EXERCISE GOAL: What lines in the records below hold the string "filename"? Please show them.
Top of PROVIDED INFORMATION
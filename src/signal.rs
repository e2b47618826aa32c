// src/signal.rs
//! Signal records and the small enums attached to them.
//!
//! A `Signal` is created by a collector with its raw fields filled in. The
//! normalizer and the momentum detector later add the derived fields in place;
//! raw fields are never rewritten.

use chrono::{DateTime, Utc};
use serde::{Deserialize, Serialize};
use serde_json::{Map, Value};
use std::fmt;

/// Kind of collaborator that produced a signal. Open-ended: anything that is not
/// one of the three known kinds is kept verbatim (lower-cased) in `Other`.
#[derive(Debug, Clone, PartialEq, Eq, Hash, PartialOrd, Ord, Serialize, Deserialize)]
#[serde(from = "String", into = "String")]
pub enum SourceType {
    Onchain,
    Development,
    Social,
    Other(String),
}

impl SourceType {
    pub fn as_str(&self) -> &str {
        match self {
            SourceType::Onchain => "onchain",
            SourceType::Development => "development",
            SourceType::Social => "social",
            SourceType::Other(s) => s.as_str(),
        }
    }

    /// Known kinds get an evidence bucket; `Other` does not.
    pub fn is_recognized(&self) -> bool {
        !matches!(self, SourceType::Other(_))
    }
}

impl From<&str> for SourceType {
    fn from(s: &str) -> Self {
        let norm = s.trim().to_ascii_lowercase();
        match norm.as_str() {
            "onchain" => SourceType::Onchain,
            // repository activity used to be tagged after its only provider
            "development" | "github" => SourceType::Development,
            "social" => SourceType::Social,
            _ => SourceType::Other(norm),
        }
    }
}

impl From<String> for SourceType {
    fn from(s: String) -> Self {
        SourceType::from(s.as_str())
    }
}

impl From<SourceType> for String {
    fn from(s: SourceType) -> Self {
        s.as_str().to_string()
    }
}

impl fmt::Display for SourceType {
    fn fmt(&self, f: &mut fmt::Formatter<'_>) -> fmt::Result {
        f.write_str(self.as_str())
    }
}

/// Group-level trajectory label assigned by the momentum detector.
#[derive(Debug, Clone, Copy, PartialEq, Eq, Hash, Serialize, Deserialize)]
#[serde(rename_all = "snake_case")]
pub enum Trend {
    Accelerating,
    StrongGrowth,
    Growing,
    Flat,
    Declining,
    SharpDecline,
    InsufficientData,
}

impl Trend {
    pub fn as_str(&self) -> &'static str {
        match self {
            Trend::Accelerating => "accelerating",
            Trend::StrongGrowth => "strong_growth",
            Trend::Growing => "growing",
            Trend::Flat => "flat",
            Trend::Declining => "declining",
            Trend::SharpDecline => "sharp_decline",
            Trend::InsufficientData => "insufficient_data",
        }
    }
}

impl fmt::Display for Trend {
    fn fmt(&self, f: &mut fmt::Formatter<'_>) -> fmt::Result {
        f.write_str(self.as_str())
    }
}

/// One timestamped measurement.
#[derive(Debug, Clone, PartialEq, Serialize, Deserialize)]
pub struct Signal {
    pub source_type: SourceType,
    pub metric: String,
    pub value: f64,
    pub timestamp: DateTime<Utc>,
    /// Open mapping: category, topic, keyword lists, tags, provider extras.
    #[serde(default)]
    pub metadata: Map<String, Value>,

    // --- derived, filled in by later stages ---
    #[serde(default, skip_serializing_if = "Option::is_none")]
    pub normalized_score: Option<f64>,
    /// Signed growth percentage of the signal's group.
    #[serde(default, skip_serializing_if = "Option::is_none")]
    pub momentum_score: Option<f64>,
    #[serde(default)]
    pub has_momentum: bool,
    #[serde(default, skip_serializing_if = "Option::is_none")]
    pub trend: Option<Trend>,
    /// True when the signal sits in the second half of its group's window.
    #[serde(default, skip_serializing_if = "Option::is_none")]
    pub is_recent: Option<bool>,
}

impl Signal {
    pub fn new(
        source_type: impl Into<SourceType>,
        metric: impl Into<String>,
        value: f64,
        timestamp: DateTime<Utc>,
    ) -> Self {
        Self {
            source_type: source_type.into(),
            metric: metric.into(),
            value,
            timestamp,
            metadata: Map::new(),
            normalized_score: None,
            momentum_score: None,
            has_momentum: false,
            trend: None,
            is_recent: None,
        }
    }

    /// Builder-style metadata insert.
    pub fn with_meta(mut self, key: impl Into<String>, value: impl Into<Value>) -> Self {
        self.metadata.insert(key.into(), value.into());
        self
    }

    pub fn category(&self) -> Option<&str> {
        self.metadata.get("category").and_then(Value::as_str)
    }

    pub fn topic(&self) -> Option<&str> {
        self.metadata.get("topic").and_then(Value::as_str)
    }
}
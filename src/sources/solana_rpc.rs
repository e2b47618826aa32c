// src/sources/solana_rpc.rs
//! Onchain snapshot over Solana JSON-RPC.
//!
//! Public RPC exposes current totals, not history, so each metric is one
//! snapshot spread flat over the window days (same as the GitHub provider).

use std::time::Duration;

use anyhow::{anyhow, Context, Result};
use async_trait::async_trait;
use metrics::{counter, histogram};
use serde::de::DeserializeOwned;
use serde::Deserialize;
use serde_json::{json, Value};

use super::{http_client, CollectionWindow, MockFeed, SignalProvider};
use crate::signal::{Signal, SourceType};

pub const ENV_SOLANA_RPC_URL: &str = "SOLANA_RPC_URL";
/// Owner of every upgradeable program account.
pub const UPGRADEABLE_LOADER: &str = "BPFLoaderUpgradeab1e11111111111111111111111";
/// Size of an upgradeable loader `Program` account.
const PROGRAM_ACCOUNT_SIZE: u64 = 36;

#[derive(Debug, Deserialize)]
struct RpcResponse<T> {
    result: Option<T>,
    error: Option<RpcErrorBody>,
}

#[derive(Debug, Deserialize)]
struct RpcErrorBody {
    code: i64,
    message: String,
}

/// Decode a JSON-RPC reply body, turning an `error` member into `Err`.
pub fn parse_rpc_response<T: DeserializeOwned>(body: &str) -> Result<T> {
    let resp: RpcResponse<T> = serde_json::from_str(body).context("rpc response json")?;
    match (resp.result, resp.error) {
        (_, Some(e)) => Err(anyhow!("rpc error {}: {}", e.code, e.message)),
        (Some(v), None) => Ok(v),
        (None, None) => Err(anyhow!("rpc response without result")),
    }
}

/// Current onchain totals. A metric whose call failed is `None`.
#[derive(Debug, Clone, Copy, Default, PartialEq, Eq)]
pub struct OnchainSnapshot {
    pub transaction_count: Option<u64>,
    pub program_accounts: Option<u64>,
}

pub struct SolanaRpcProvider {
    url: String,
    client: reqwest::Client,
}

impl SolanaRpcProvider {
    pub fn new(url: String, timeout: Duration) -> Result<Self> {
        Ok(Self {
            url,
            client: http_client(timeout)?,
        })
    }

    async fn call<T: DeserializeOwned>(&self, method: &str, params: Value) -> Result<T> {
        let body = self
            .client
            .post(&self.url)
            .json(&json!({ "jsonrpc": "2.0", "id": 1, "method": method, "params": params }))
            .send()
            .await
            .with_context(|| format!("rpc {method}"))?
            .error_for_status()
            .with_context(|| format!("rpc status {method}"))?
            .text()
            .await
            .with_context(|| format!("rpc body {method}"))?;
        parse_rpc_response(&body).with_context(|| format!("rpc {method}"))
    }

    async fn snapshot(&self) -> OnchainSnapshot {
        let tx = self.call::<u64>("getTransactionCount", json!([])).await;
        let programs = self
            .call::<Vec<Value>>(
                "getProgramAccounts",
                json!([
                    UPGRADEABLE_LOADER,
                    {
                        "encoding": "base64",
                        "dataSlice": { "offset": 0, "length": 0 },
                        "filters": [{ "dataSize": PROGRAM_ACCOUNT_SIZE }]
                    }
                ]),
            )
            .await
            .map(|accounts| accounts.len() as u64);

        OnchainSnapshot {
            transaction_count: self.ok_or_warn(tx, "transaction_volume"),
            program_accounts: self.ok_or_warn(programs, "program_deployments"),
        }
    }

    fn ok_or_warn(&self, r: Result<u64>, metric: &str) -> Option<u64> {
        match r {
            Ok(v) => Some(v),
            Err(e) => {
                tracing::warn!(target: "sources", error = ?e, metric, provider = "solana_rpc", "rpc call failed");
                counter!("source_errors_total", "source" => "solana_rpc").increment(1);
                None
            }
        }
    }
}

#[async_trait]
impl SignalProvider for SolanaRpcProvider {
    async fn collect(&self, window: &CollectionWindow) -> Result<Vec<Signal>> {
        let t0 = std::time::Instant::now();
        let snap = self.snapshot().await;
        if snap == OnchainSnapshot::default() {
            anyhow::bail!("solana_rpc: every call failed");
        }
        histogram!("source_fetch_ms", "source" => "solana_rpc")
            .record(t0.elapsed().as_secs_f64() * 1_000.0);
        Ok(snapshot_signals(&snap, window))
    }

    fn name(&self) -> &'static str {
        "solana_rpc"
    }

    fn source_type(&self) -> SourceType {
        SourceType::Onchain
    }

    fn fallback(&self) -> Option<MockFeed> {
        Some(MockFeed::Onchain)
    }
}

/// One signal per available metric and window day; the category is the
/// metric name.
pub fn snapshot_signals(snap: &OnchainSnapshot, window: &CollectionWindow) -> Vec<Signal> {
    let metrics = [
        ("transaction_volume", snap.transaction_count),
        ("program_deployments", snap.program_accounts),
    ];
    let mut out = Vec::new();
    for (metric, value) in metrics {
        let Some(value) = value else { continue };
        out.extend((0..window.days).map(|i| {
            Signal::new(SourceType::Onchain, metric, value as f64, window.day(i))
                .with_meta("category", metric)
                .with_meta("source", "solana_rpc")
        }));
    }
    out
}
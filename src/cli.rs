use clap::{Args, Parser, Subcommand, ValueEnum};
use clap_complete::Shell;
use const_format::concatcp;

use crate::types::Gender;

/// Line commands understood by the interactive page.
pub const BROWSE_COMMANDS: &str = "    search <text>   or /<text>   Search users (debounced)
    gender <male|female|other|any>
    page <n>, next, prev         Move between pages
    refresh                      Fetch the current page again
    back                         Return to the previous query string
    open <query>                 Replace the whole query string
    url                          Show the current query string
    help, quit";

#[derive(Debug, Clone, Copy, Default, ValueEnum)]
pub enum OutputFormat {
    #[default]
    Table,
    Json,
}

#[derive(Parser)]
#[command(name = "users")]
#[command(about = "Browse a remote user directory with search, gender filter and paging", version)]
#[command(after_help = "EXAMPLES:
    users list                        First page of users
    users list --search john -g male  Search, filtered by gender
    users list --query 'page=2&search=john'
    users browse                      Interactive page driven by a query string")]
pub struct Cli {
    #[command(subcommand)]
    pub command: Commands,

    /// Output format (table, json)
    #[arg(long, short = 'o', global = true, value_enum, default_value = "table")]
    pub format: OutputFormat,

    /// Output as JSON (alias for --format json)
    #[arg(long, global = true, hide = true)]
    pub json: bool,

    /// Suppress informational messages
    #[arg(long, short, global = true)]
    pub quiet: bool,

    /// Show debug logs and detailed error information
    #[arg(long, short, global = true)]
    pub verbose: bool,
}

impl Cli {
    /// Get the effective output format, considering --json flag
    pub fn output_format(&self) -> OutputFormat {
        if self.json {
            OutputFormat::Json
        } else {
            self.format
        }
    }
}

#[derive(Subcommand)]
pub enum Commands {
    /// Render one page of users
    #[command(
        alias = "ls",
        after_help = "EXAMPLES:
    users list --page 3
    users list --search emily
    users list --gender female --page 2
    users list --query 'search=john&gender=male' --page 2"
    )]
    List(ListArgs),
    /// Open the interactive users page
    #[command(
        alias = "b",
        after_help = concatcp!(
            "EXAMPLES:
    users browse
    users browse --query 'page=2&gender=female'

COMMANDS (inside the page):
",
            BROWSE_COMMANDS
        )
    )]
    Browse(BrowseArgs),
    /// Generate shell completions
    #[command(after_help = "EXAMPLES:
    users completions bash > ~/.bash_completion.d/users
    users completions zsh > ~/.zfunc/_users
    users completions fish > ~/.config/fish/completions/users.fish")]
    Completions {
        /// Shell to generate completions for
        shell: Shell,
    },
    /// Initialize configuration file interactively
    #[command(after_help = "EXAMPLES:
    users init")]
    Init,
}

#[derive(Args, Clone, Debug, Default)]
pub struct ListArgs {
    /// Starting query string (e.g. 'page=2&search=john&gender=male')
    #[arg(long)]
    pub query: Option<String>,

    /// Page number
    #[arg(long, short)]
    pub page: Option<u32>,

    /// Search text
    #[arg(long, short)]
    pub search: Option<String>,

    /// Gender filter
    #[arg(long, short, value_enum)]
    pub gender: Option<Gender>,
}

#[derive(Args, Clone, Debug, Default)]
pub struct BrowseArgs {
    /// Starting query string (e.g. 'page=2&search=john&gender=male')
    #[arg(long)]
    pub query: Option<String>,
}
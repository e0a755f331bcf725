use std::io::{self, Write};

use crate::config::{Config, DEFAULT_API_BASE};
use crate::error::{Result, UsersError};

fn prompt(message: &str) -> Result<String> {
    print!("{message}");
    io::stdout().flush()?;

    let mut input = String::new();
    io::stdin().read_line(&mut input)?;
    Ok(input.trim().to_string())
}

/// Render the config file body, leaving out values that match the defaults.
pub fn config_contents(api_base: &str, debounce_ms: Option<u64>) -> String {
    let mut contents = String::new();
    if !api_base.is_empty() && api_base != DEFAULT_API_BASE {
        contents.push_str(&format!("api_base = \"{api_base}\"\n"));
    }
    if let Some(ms) = debounce_ms {
        contents.push_str(&format!("debounce_ms = {ms}\n"));
    }
    contents
}

pub async fn run() -> Result<()> {
    let config_path = Config::config_path()?;

    if config_path.exists() {
        let answer = prompt(&format!(
            "Config file already exists at {}. Overwrite? [y/N] ",
            config_path.display()
        ))?;

        if !answer.eq_ignore_ascii_case("y") {
            println!("Aborted.");
            return Ok(());
        }
    }

    println!("Users CLI Configuration");
    println!("=======================\n");

    let api_base = prompt(&format!("API base URL [{DEFAULT_API_BASE}]: "))?;
    let debounce = prompt("Search debounce in milliseconds [600]: ")?;
    let debounce_ms = if debounce.is_empty() {
        None
    } else {
        match debounce.parse::<u64>() {
            Ok(ms) => Some(ms),
            Err(_) => {
                println!("Ignoring '{debounce}', keeping the default.");
                None
            }
        }
    };

    if let Some(parent) = config_path.parent() {
        std::fs::create_dir_all(parent).map_err(|e| UsersError::ConfigWrite {
            path: config_path.clone(),
            source: e,
        })?;
    }

    std::fs::write(&config_path, config_contents(&api_base, debounce_ms)).map_err(|e| {
        UsersError::ConfigWrite {
            path: config_path.clone(),
            source: e,
        }
    })?;

    println!("\nConfig saved to {}", config_path.display());
    println!("You can now use 'users list' and 'users browse'!");

    Ok(())
}
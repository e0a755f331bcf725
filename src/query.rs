//! Keyed request cache sitting between the page and the fetch client.
//!
//! Data is cached per [`QueryKey`]. While a new key is loading, or after a
//! failed fetch, the last successfully displayed page stays visible.

use std::collections::HashMap;
use std::time::Duration;

use async_trait::async_trait;
use chrono::{DateTime, Utc};

use crate::client::FetchParams;
use crate::error::{Result, UsersError};
use crate::state::PAGE_LIMIT;
use crate::types::{Gender, UsersResponse};

/// Entries untouched for this many stale periods are dropped on the next insert.
const GC_STALE_PERIODS: u32 = 10;

/// Anything that can produce a page of users.
#[async_trait]
pub trait UsersSource {
    async fn fetch_users(&self, params: &FetchParams) -> Result<UsersResponse>;
}

/// Identifies one request: page, debounced search text and gender filter.
#[derive(Debug, Clone, PartialEq, Eq, Hash)]
pub struct QueryKey {
    pub page: u32,
    pub search: String,
    pub gender: Option<Gender>,
}

impl QueryKey {
    pub fn to_fetch_params(&self) -> FetchParams {
        FetchParams {
            page: self.page,
            limit: PAGE_LIMIT,
            search: self.search.clone(),
            gender: self.gender,
        }
    }
}

#[derive(Debug, Clone)]
struct Entry {
    data: UsersResponse,
    fetched_at: DateTime<Utc>,
}

/// What the page should show right now.
#[derive(Debug, Clone, Copy)]
pub enum Snapshot<'a> {
    /// Nothing has ever loaded.
    Loading,
    Ready {
        data: &'a UsersResponse,
        fetched_at: DateTime<Utc>,
        /// Set when the data belongs to a different key than the one last requested.
        stale_key: bool,
    },
}

pub struct QueryCache<S> {
    source: S,
    stale_after: Duration,
    entries: HashMap<QueryKey, Entry>,
    displayed: Option<QueryKey>,
    requested: Option<QueryKey>,
    last_error: Option<UsersError>,
}

impl<S: UsersSource> QueryCache<S> {
    pub fn new(source: S, stale_after: Duration) -> Self {
        Self {
            source,
            stale_after,
            entries: HashMap::new(),
            displayed: None,
            requested: None,
            last_error: None,
        }
    }

    /// Return cached data for `key` if still fresh, otherwise fetch it.
    pub async fn get(&mut self, key: &QueryKey) -> Snapshot<'_> {
        self.requested = Some(key.clone());

        if self.is_fresh(key) {
            tracing::debug!(?key, "serving users from cache");
            self.displayed = Some(key.clone());
            self.last_error = None;
            return self.snapshot();
        }

        self.fetch(key).await;
        self.snapshot()
    }

    /// Fetch `key` regardless of how fresh the cached copy is.
    pub async fn refetch(&mut self, key: &QueryKey) -> Snapshot<'_> {
        self.invalidate(key);
        self.get(key).await
    }

    /// Forget the cached data for `key` so the next `get` goes to the source.
    /// Data already on screen stays there until something replaces it.
    pub fn invalidate(&mut self, key: &QueryKey) {
        if self.displayed.as_ref() != Some(key) {
            self.entries.remove(key);
        } else if let Some(entry) = self.entries.get_mut(key) {
            entry.fetched_at = DateTime::<Utc>::UNIX_EPOCH;
        }
    }

    pub fn snapshot(&self) -> Snapshot<'_> {
        let Some(entry) = self.displayed.as_ref().and_then(|k| self.entries.get(k)) else {
            return Snapshot::Loading;
        };

        Snapshot::Ready {
            data: &entry.data,
            fetched_at: entry.fetched_at,
            stale_key: self.displayed != self.requested,
        }
    }

    /// The error from the most recent fetch, cleared by the next success.
    pub fn last_error(&self) -> Option<&UsersError> {
        self.last_error.as_ref()
    }

    pub fn take_error(&mut self) -> Option<UsersError> {
        self.last_error.take()
    }

    fn is_fresh(&self, key: &QueryKey) -> bool {
        self.entries.get(key).is_some_and(|entry| {
            let age = Utc::now().signed_duration_since(entry.fetched_at);
            age.to_std().is_ok_and(|age| age < self.stale_after)
        })
    }

    /// Drop entries older than the GC window, except the one on screen.
    fn collect_garbage(&mut self) {
        let window = self.stale_after.saturating_mul(GC_STALE_PERIODS);
        let now = Utc::now();
        let displayed = self.displayed.as_ref();
        let before = self.entries.len();

        self.entries.retain(|key, entry| {
            let age = now.signed_duration_since(entry.fetched_at);
            Some(key) == displayed || age.to_std().map_or(true, |age| age < window)
        });

        let dropped = before - self.entries.len();
        if dropped > 0 {
            tracing::debug!(dropped, "collected unused cache entries");
        }
    }

    async fn fetch(&mut self, key: &QueryKey) {
        match self.source.fetch_users(&key.to_fetch_params()).await {
            Ok(data) => {
                tracing::debug!(?key, total = data.total, "users fetched");
                self.collect_garbage();
                self.entries.insert(
                    key.clone(),
                    Entry {
                        data,
                        fetched_at: Utc::now(),
                    },
                );
                self.displayed = Some(key.clone());
                self.last_error = None;
            }
            Err(e) => {
                tracing::warn!(?key, error = %e, "failed to fetch users");
                self.last_error = Some(e);
            }
        }
    }
}

#[cfg(test)]
mod tests {
    use std::sync::atomic::{AtomicUsize, Ordering};
    use std::sync::Mutex;

    use super::*;
    use crate::types::User;

    /// In-memory directory that counts requests and can be told to fail.
    #[derive(Default)]
    struct FakeDirectory {
        users: Vec<User>,
        calls: AtomicUsize,
        failing: Mutex<bool>,
    }

    impl FakeDirectory {
        fn with_users(count: u64) -> Self {
            let users = (1..=count)
                .map(|id| User {
                    id,
                    username: format!("user{id}"),
                    gender: if id % 2 == 0 { Gender::Female } else { Gender::Male },
                    email: format!("user{id}@example.com"),
                    eye_color: "Brown".to_string(),
                })
                .collect();
            Self {
                users,
                ..Self::default()
            }
        }

        fn calls(&self) -> usize {
            self.calls.load(Ordering::SeqCst)
        }

        fn set_failing(&self, failing: bool) {
            *self.failing.lock().unwrap() = failing;
        }
    }

    #[async_trait]
    impl<'a> UsersSource for &'a FakeDirectory {
        async fn fetch_users(&self, params: &FetchParams) -> Result<UsersResponse> {
            self.calls.fetch_add(1, Ordering::SeqCst);
            if *self.failing.lock().unwrap() {
                return Err(UsersError::FetchFailed { status: 500 });
            }

            let matching: Vec<User> = self
                .users
                .iter()
                .filter(|u| params.gender.map_or(true, |g| u.gender == g))
                .filter(|u| u.username.contains(&params.search))
                .cloned()
                .collect();
            let skip = params.skip();
            Ok(UsersResponse {
                total: matching.len() as u64,
                users: matching
                    .into_iter()
                    .skip(skip as usize)
                    .take(params.limit as usize)
                    .collect(),
                skip,
                limit: u64::from(params.limit),
            })
        }
    }

    fn key(page: u32, search: &str) -> QueryKey {
        QueryKey {
            page,
            search: search.to_string(),
            gender: None,
        }
    }

    fn page_of(snapshot: Snapshot<'_>) -> Vec<u64> {
        match snapshot {
            Snapshot::Ready { data, .. } => data.users.iter().map(|u| u.id).collect(),
            Snapshot::Loading => panic!("expected data"),
        }
    }

    #[tokio::test]
    async fn test_starts_loading() {
        let directory = FakeDirectory::with_users(5);
        let cache = QueryCache::new(&directory, Duration::from_secs(30));
        assert!(matches!(cache.snapshot(), Snapshot::Loading));
    }

    #[tokio::test]
    async fn test_fresh_entry_is_not_refetched() {
        let directory = FakeDirectory::with_users(25);
        let mut cache = QueryCache::new(&directory, Duration::from_secs(30));

        assert_eq!(page_of(cache.get(&key(1, "")).await), (1..=10).collect::<Vec<_>>());
        cache.get(&key(1, "")).await;
        assert_eq!(directory.calls(), 1);

        assert_eq!(page_of(cache.get(&key(3, "")).await), (21..=25).collect::<Vec<_>>());
        assert_eq!(directory.calls(), 2);
    }

    #[tokio::test]
    async fn test_zero_stale_time_always_fetches() {
        let directory = FakeDirectory::with_users(3);
        let mut cache = QueryCache::new(&directory, Duration::ZERO);
        cache.get(&key(1, "")).await;
        cache.get(&key(1, "")).await;
        assert_eq!(directory.calls(), 2);
    }

    #[tokio::test]
    async fn test_refetch_ignores_freshness() {
        let directory = FakeDirectory::with_users(3);
        let mut cache = QueryCache::new(&directory, Duration::from_secs(3600));
        cache.get(&key(1, "")).await;
        cache.refetch(&key(1, "")).await;
        assert_eq!(directory.calls(), 2);
    }

    #[tokio::test]
    async fn test_invalidate_forces_next_get() {
        let directory = FakeDirectory::with_users(25);
        let mut cache = QueryCache::new(&directory, Duration::from_secs(3600));
        cache.get(&key(1, "")).await;
        cache.get(&key(2, "")).await;

        cache.invalidate(&key(1, ""));
        cache.invalidate(&key(2, ""));
        assert!(matches!(cache.snapshot(), Snapshot::Ready { .. }));

        cache.get(&key(1, "")).await;
        cache.get(&key(2, "")).await;
        assert_eq!(directory.calls(), 4);
    }

    #[tokio::test]
    async fn test_failure_keeps_previous_data() {
        let directory = FakeDirectory::with_users(25);
        let mut cache = QueryCache::new(&directory, Duration::from_secs(30));
        cache.get(&key(1, "")).await;

        directory.set_failing(true);
        match cache.get(&key(2, "")).await {
            Snapshot::Ready {
                data, stale_key, ..
            } => {
                assert_eq!(data.users[0].id, 1);
                assert!(stale_key);
            }
            Snapshot::Loading => panic!("previous page should stay visible"),
        }
        assert!(matches!(
            cache.last_error(),
            Some(UsersError::FetchFailed { status: 500 })
        ));

        directory.set_failing(false);
        assert_eq!(page_of(cache.refetch(&key(2, "")).await)[0], 11);
        assert!(cache.last_error().is_none());
    }

    #[tokio::test]
    async fn test_failure_before_first_load_stays_loading() {
        let directory = FakeDirectory::with_users(3);
        directory.set_failing(true);
        let mut cache = QueryCache::new(&directory, Duration::from_secs(30));
        assert!(matches!(cache.get(&key(1, "")).await, Snapshot::Loading));
        assert!(cache.last_error().is_some());
    }

    #[tokio::test]
    async fn test_old_entries_are_collected() {
        let directory = FakeDirectory::with_users(40);
        let mut cache = QueryCache::new(&directory, Duration::ZERO);
        for page in 1..=4 {
            cache.get(&key(page, "")).await;
        }
        // only the page on screen survives a zero-length window
        assert_eq!(cache.entries.len(), 2);
        assert_eq!(page_of(cache.snapshot())[0], 31);

        let mut cache = QueryCache::new(&directory, Duration::from_secs(3600));
        for page in 1..=4 {
            cache.get(&key(page, "")).await;
        }
        assert_eq!(cache.entries.len(), 4);
    }

    #[tokio::test]
    async fn test_keys_are_distinct_per_search() {
        let directory = FakeDirectory::with_users(12);
        let mut cache = QueryCache::new(&directory, Duration::from_secs(30));
        let all = page_of(cache.get(&key(1, "")).await);
        let ones = page_of(cache.get(&key(1, "user1")).await);
        assert_eq!(all.len(), 10);
        assert_eq!(ones, vec![1, 10, 11, 12]);
        assert_eq!(directory.calls(), 2);
    }
}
Bottom of PROVIDED INFORMATION
ANSWER TO THE EXERCISE:
filename src/signal.rs
filename src/sources/solana_rpc.rs
filename src/cli.rs
filename src/query.rs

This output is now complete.